| Assigned task |
Write the data below out again in full, exactly as shown.

Dataset entries:
________________________

//! Test utilities and fixtures for aggregation testing

use crate::app::models::{
    CanonicalRecord, ClimateMetrics, DatasetKind, HealthDetails, Location, RecordDate,
    RecordDetails, RecordId, RecordMetadata, TemperatureMetrics,
};

mod engine_tests;
mod risk_tests;

pub fn health(key: &str, barangay: &str, date: &str, disease: &str, cases: Option<f64>) -> CanonicalRecord {
    CanonicalRecord {
        id: RecordId::new(DatasetKind::Health, key),
        location: Location::new("Davao City", barangay),
        date: RecordDate::parse(date),
        category: disease.to_string(),
        value: cases,
        source: "PIDSR".to_string(),
        notes: None,
        details: RecordDetails::Health(HealthDetails::default()),
        metadata: RecordMetadata::default(),
    }
}

/// Climate reading with temperature as the primary value
pub fn reading(
    key: &str,
    barangay: &str,
    date: &str,
    temperature: Option<f64>,
    humidity: Option<f64>,
    rainfall: Option<f64>,
) -> CanonicalRecord {
    CanonicalRecord {
        id: RecordId::new(DatasetKind::Climate, key),
        location: Location::new("Davao City", barangay),
        date: RecordDate::parse(date),
        category: "Temperature (°C)".to_string(),
        value: temperature,
        source: "Weather Station".to_string(),
        notes: None,
        details: RecordDetails::Climate(ClimateMetrics {
            temperature: TemperatureMetrics {
                average: temperature,
                ..TemperatureMetrics::default()
            },
            humidity,
            rainfall,
            ..ClimateMetrics::default()
        }),
        metadata: RecordMetadata::default(),
    }
}

/// Climate record with a named metric category
pub fn metric(key: &str, barangay: &str, date: &str, category: &str, value: f64) -> CanonicalRecord {
    let mut record = reading(key, barangay, date, None, None, None);
    record.category = category.to_string();
    record.value = Some(value);
    record
}

pub fn sample_health() -> Vec<CanonicalRecord> {
    vec![
        health("1", "Talomo", "01/05/2024", "Dengue Cases", Some(12.0)),
        health("2", "Poblacion", "2024-01-05", "Respiratory Cases", Some(7.0)),
        health("3", "Talomo", "01/20/2024", "Dengue Cases", Some(3.0)),
        health("4", "Talomo", "02/03/2024", "Respiratory Cases", None),
        health("5", "Poblacion", "12/30/2023", "Dengue Cases", Some(5.0)),
    ]
}

pub fn sample_climate() -> Vec<CanonicalRecord> {
    vec![
        reading("1", "Talomo", "2024-01-05", Some(28.0), Some(80.0), Some(10.0)),
        reading("2", "Talomo", "2024-01-05", Some(30.0), None, Some(5.5)),
        reading("3", "Talomo", "2024-02-03", Some(26.0), Some(90.0), None),
        reading("4", "Poblacion", "2024-01-29", Some(31.0), Some(70.0), Some(40.0)),
    ]
}
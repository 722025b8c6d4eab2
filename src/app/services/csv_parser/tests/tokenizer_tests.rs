//! Tests for character-level line tokenizing

use crate::app::services::csv_parser::tokenizer::{Token, split_fields, tokenize_line};

#[test]
fn test_plain_fields() {
    assert_eq!(split_fields("a,b,c"), vec!["a", "b", "c"]);
}

#[test]
fn test_comma_inside_quotes_is_kept() {
    assert_eq!(split_fields(r#"1,"x,y""#), vec!["1", "x,y"]);
}

#[test]
fn test_doubled_quote_inside_quotes_is_literal() {
    assert_eq!(
        split_fields(r#"1,"she said ""hi""""#),
        vec!["1", r#"she said "hi""#]
    );
}

#[test]
fn test_empty_quoted_field_is_empty() {
    let tokens = tokenize_line(r#""",b"#);
    assert_eq!(
        tokens[0],
        Token {
            text: String::new(),
            quoted: true
        }
    );
    assert_eq!(tokens[1].text, "b");
    assert!(!tokens[1].quoted);
}

#[test]
fn test_fields_are_trimmed() {
    assert_eq!(split_fields("  a , b  ,\" c \""), vec!["a", "b", "c"]);
}

#[test]
fn test_empty_and_trailing_fields() {
    assert_eq!(split_fields("a,,c,"), vec!["a", "", "c", ""]);
    assert_eq!(split_fields(""), vec![""]);
}

#[test]
fn test_quote_mid_field_toggles_mode() {
    // The quote is consumed and the comma it guards stays in the field
    assert_eq!(split_fields(r#"ab"c,d"e,f"#), vec!["abc,de", "f"]);
}

#[test]
fn test_unterminated_quote_runs_to_end_of_line() {
    assert_eq!(split_fields(r#"a,"b,c"#), vec!["a", "b,c"]);
}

________________________

| Output for this exercise |
//! Test utilities and fixtures for aggregation testing

use crate::app::models::{
    CanonicalRecord, ClimateMetrics, DatasetKind, HealthDetails, Location, RecordDate,
    RecordDetails, RecordId, RecordMetadata, TemperatureMetrics,
};

mod engine_tests;
mod risk_tests;

pub fn health(key: &str, barangay: &str, date: &str, disease: &str, cases: Option<f64>) -> CanonicalRecord {
    CanonicalRecord {
        id: RecordId::new(DatasetKind::Health, key),
        location: Location::new("Davao City", barangay),
        date: RecordDate::parse(date),
        category: disease.to_string(),
        value: cases,
        source: "PIDSR".to_string(),
        notes: None,
        details: RecordDetails::Health(HealthDetails::default()),
        metadata: RecordMetadata::default(),
    }
}

/// Climate reading with temperature as the primary value
pub fn reading(
    key: &str,
    barangay: &str,
    date: &str,
    temperature: Option<f64>,
    humidity: Option<f64>,
    rainfall: Option<f64>,
) -> CanonicalRecord {
    CanonicalRecord {
        id: RecordId::new(DatasetKind::Climate, key),
        location: Location::new("Davao City", barangay),
        date: RecordDate::parse(date),
        category: "Temperature (°C)".to_string(),
        value: temperature,
        source: "Weather Station".to_string(),
        notes: None,
        details: RecordDetails::Climate(ClimateMetrics {
            temperature: TemperatureMetrics {
                average: temperature,
                ..TemperatureMetrics::default()
            },
            humidity,
            rainfall,
            ..ClimateMetrics::default()
        }),
        metadata: RecordMetadata::default(),
    }
}

/// Climate record with a named metric category
pub fn metric(key: &str, barangay: &str, date: &str, category: &str, value: f64) -> CanonicalRecord {
    let mut record = reading(key, barangay, date, None, None, None);
    record.category = category.to_string();
    record.value = Some(value);
    record
}

pub fn sample_health() -> Vec<CanonicalRecord> {
    vec![
        health("1", "Talomo", "01/05/2024", "Dengue Cases", Some(12.0)),
        health("2", "Poblacion", "2024-01-05", "Respiratory Cases", Some(7.0)),
        health("3", "Talomo", "01/20/2024", "Dengue Cases", Some(3.0)),
        health("4", "Talomo", "02/03/2024", "Respiratory Cases", None),
        health("5", "Poblacion", "12/30/2023", "Dengue Cases", Some(5.0)),
    ]
}

pub fn sample_climate() -> Vec<CanonicalRecord> {
    vec![
        reading("1", "Talomo", "2024-01-05", Some(28.0), Some(80.0), Some(10.0)),
        reading("2", "Talomo", "2024-01-05", Some(30.0), None, Some(5.5)),
        reading("3", "Talomo", "2024-02-03", Some(26.0), Some(90.0), None),
        reading("4", "Poblacion", "2024-01-29", Some(31.0), Some(70.0), Some(40.0)),
    ]
}
repository 722025b8c6d4eab2
filename src/app/services/csv_parser/tests/tokenizer_tests.rs
//! Tests for character-level line tokenizing

use crate::app::services::csv_parser::tokenizer::{Token, split_fields, tokenize_line};

#[test]
fn test_plain_fields() {
    assert_eq!(split_fields("a,b,c"), vec!["a", "b", "c"]);
}

#[test]
fn test_comma_inside_quotes_is_kept() {
    assert_eq!(split_fields(r#"1,"x,y""#), vec!["1", "x,y"]);
}

#[test]
fn test_doubled_quote_inside_quotes_is_literal() {
    assert_eq!(
        split_fields(r#"1,"she said ""hi""""#),
        vec!["1", r#"she said "hi""#]
    );
}

#[test]
fn test_empty_quoted_field_is_empty() {
    let tokens = tokenize_line(r#""",b"#);
    assert_eq!(
        tokens[0],
        Token {
            text: String::new(),
            quoted: true
        }
    );
    assert_eq!(tokens[1].text, "b");
    assert!(!tokens[1].quoted);
}

#[test]
fn test_fields_are_trimmed() {
    assert_eq!(split_fields("  a , b  ,\" c \""), vec!["a", "b", "c"]);
}

#[test]
fn test_empty_and_trailing_fields() {
    assert_eq!(split_fields("a,,c,"), vec!["a", "", "c", ""]);
    assert_eq!(split_fields(""), vec![""]);
}

#[test]
fn test_quote_mid_field_toggles_mode() {
    // The quote is consumed and the comma it guards stays in the field
    assert_eq!(split_fields(r#"ab"c,d"e,f"#), vec!["abc,de", "f"]);
}

#[test]
fn test_unterminated_quote_runs_to_end_of_line() {
    assert_eq!(split_fields(r#"a,"b,c"#), vec!["a", "b,c"]);
}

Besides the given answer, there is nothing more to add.